How this fits into a crowded Salesforce consulting market
The Salesforce consulting market in the US is mature and competitive, with many partners offering similar core services: implementation, integration, managed services, and optimization. That puts pressure on firms to differentiate on either vertical expertise, speed-to-value, packaged accelerators, or AI-forward delivery.
Faye’s approach here appears to be scale plus breadth: expanding a Salesforce-focused team while also highlighting cross-platform integration. CRM Science’s positioning adds a Salesforce and Agentforce-specific angle, which can be useful if buyers are looking for tighter alignment to Salesforce’s current AI roadmap.
The category includes competitors such as TechForce Services, Eustace Consulting, Six Consulting, and Polar Strategy, which signals a landscape where differentiation often comes down to proof of delivery, referenceable outcomes, and how well a partner can standardize repeatable playbooks. Faye will likely need to demonstrate that the combined organization can deliver consistent results across complex environments, not just add more billable capacity.
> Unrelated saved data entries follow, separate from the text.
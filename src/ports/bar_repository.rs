//! Bar repository port trait.

use crate::domain::error::StocklensError;
use crate::domain::series::InstrumentSeries;
use chrono::NaiveDate;

/// Storage for per-instrument daily quote series, keyed by normalized symbol.
///
/// Ingestion for a symbol is a full replace, never an incremental merge.
/// Callers must serialize a replace with concurrent reads of the same symbol;
/// the repository does not enforce it.
pub trait BarRepository {
    /// Known instrument symbols, sorted ascending.
    fn list_symbols(&self) -> Result<Vec<String>, StocklensError>;

    /// Full history for one symbol, ascending by date. Fails with
    /// [`StocklensError::UnknownSymbol`] when the symbol has no bars.
    fn get_series(&self, symbol: &str) -> Result<InstrumentSeries, StocklensError>;

    /// Drops any existing bars for the series' symbol and stores the given
    /// bars in their place.
    fn replace_series(&self, series: &InstrumentSeries) -> Result<(), StocklensError>;

    /// Removes a symbol's series entirely. Removing an unknown symbol is not
    /// an error.
    fn remove_series(&self, symbol: &str) -> Result<(), StocklensError>;

    /// First date, last date and bar count for a symbol, if any bars exist.
    fn data_range(
        &self,
        symbol: &str,
    ) -> Result<Option<(NaiveDate, NaiveDate, usize)>, StocklensError>;
}
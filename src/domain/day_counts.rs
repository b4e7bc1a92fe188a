//! Day-count list parsing for analysis requests.
//!
//! Day-count lists arrive as comma-separated strings from config or the
//! command line, e.g. `30,180,360`.

use std::collections::HashSet;

#[derive(Debug, Clone, thiserror::Error)]
pub enum DayCountError {
    #[error("empty token in day-count list")]
    EmptyToken,

    #[error("invalid day count: {0}")]
    Invalid(String),

    #[error("day count must be positive")]
    Zero,

    #[error("duplicate day count: {0}")]
    Duplicate(u32),
}

pub fn parse_day_counts(input: &str) -> Result<Vec<u32>, DayCountError> {
    let mut day_counts = Vec::new();
    let mut seen = HashSet::new();

    for token in input.split(',') {
        let trimmed = token.trim();
        if trimmed.is_empty() {
            return Err(DayCountError::EmptyToken);
        }
        let days: u32 = trimmed
            .parse()
            .map_err(|_| DayCountError::Invalid(trimmed.to_string()))?;
        if days == 0 {
            return Err(DayCountError::Zero);
        }
        if !seen.insert(days) {
            return Err(DayCountError::Duplicate(days));
        }
        day_counts.push(days);
    }

    Ok(day_counts)
}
This acquisition also fits broader trends like AI-powered CRM and the ongoing convergence of marketing and sales operations. As teams try to automate lead routing, pipeline management, service-to-sales handoffs, and lifecycle engagement, they increasingly need services partners who can coordinate data models and governance across CRM and CX systems without creating brittle automations.
What marketers and revenue teams should watch next
For marketers, the immediate implication is not the acquisition itself, but what it enables in execution. If your org relies on Salesforce, the practical questions to ask a combined Faye and CRM Science team are operational:
- Agentforce scope and governance: Which processes are suitable for agentic automation today, and what guardrails (approvals, data access, audit trails) are implemented from day one?
- Integration realism: How will data move between Salesforce and the rest of your stack (support, marketing automation, ERP), and what breaks when objects and permissions change?
- Measurement: What gets measured post-launch: productivity reclaimed, SLA improvements, pipeline impact, churn reduction, or cost-to-serve changes?
- Change management: Who owns adoption across marketing, sales, and service, and how will training and rollout be handled across teams?
Given the pace of AI feature rollouts in CRM platforms, services partners are increasingly being evaluated on whether they can turn new capabilities into governed, durable workflows, not just proofs of concept.